Menurut dia, khusus di Kabupaten Jayawijaya, Papua Pegunungan zakat fitrah bisa menggunakan hipere atau umbi-umbian yang biasa dikonsumsi oleh masyarakat Muslim asli Kabupaten Jayawijaya.

“Dalam membayar zakat bisa menggunakan hipere, hal ini telah ditetapkan karena menjadi bahan makanan utama masyarakat asli di sini,” ujarnya.

Dia menjelaskan sementara zakat mal di mana harga emas Rp2.800.000, dengan nishob 85 gram emas atau Rp238.000.000 dan jumlah zakat mal 2,5 persen adalah Rp5.950.000.

“Kami berharap informasi yang disampaikan ini dapat bermanfaat bagi umat Muslim di Kabupaten Jayawijaya sebelum memasuki bulan Ramadhan,” katanya.

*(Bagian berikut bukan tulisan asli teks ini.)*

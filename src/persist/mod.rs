//! Store error types and the SQLite-backed capacity store.

/// SQLite store, unit-of-work transactions, and schema.
pub mod sqlite;

use thiserror::Error;

/// Store-level failures. None of these carry business meaning.
#[derive(Debug, Error)]
pub enum PersistError {
    /// Error reported by SQLite.
    #[error("sqlite error: {0}")]
    Sqlite(#[from] rusqlite::Error),
    /// Ledger metadata could not be encoded or decoded.
    #[error("metadata serialization error: {0}")]
    Serde(#[from] serde_json::Error),
    /// A thread panicked while holding a store lock.
    #[error("store lock poisoned")]
    Poisoned,
    /// A stored row violates the model.
    #[error("corrupt row: {0}")]
    Corrupt(String),
}

/// Result alias for store operations.
pub type PersistResult<T> = Result<T, PersistError>;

Dia menambahkan pembayaran zakat sangat penting bagi penyempurnaan karena merupakan rukun Islam keempat yang wajib ditunaikan oleh setiap Muslim yang mampu, berupa pengeluaran sebagian harta tertentu untuk diserahkan kepada golongan yang berhak (mustahik).

“Zakat bertujuan menyucikan jiwa dan harta, berkisar antara 2,5 persen hingga 20 persen tergantung jenisnya, serta berfungsi sebagai instrumen keadilan sosial dan ekonomi masyarakat,” ujarnya.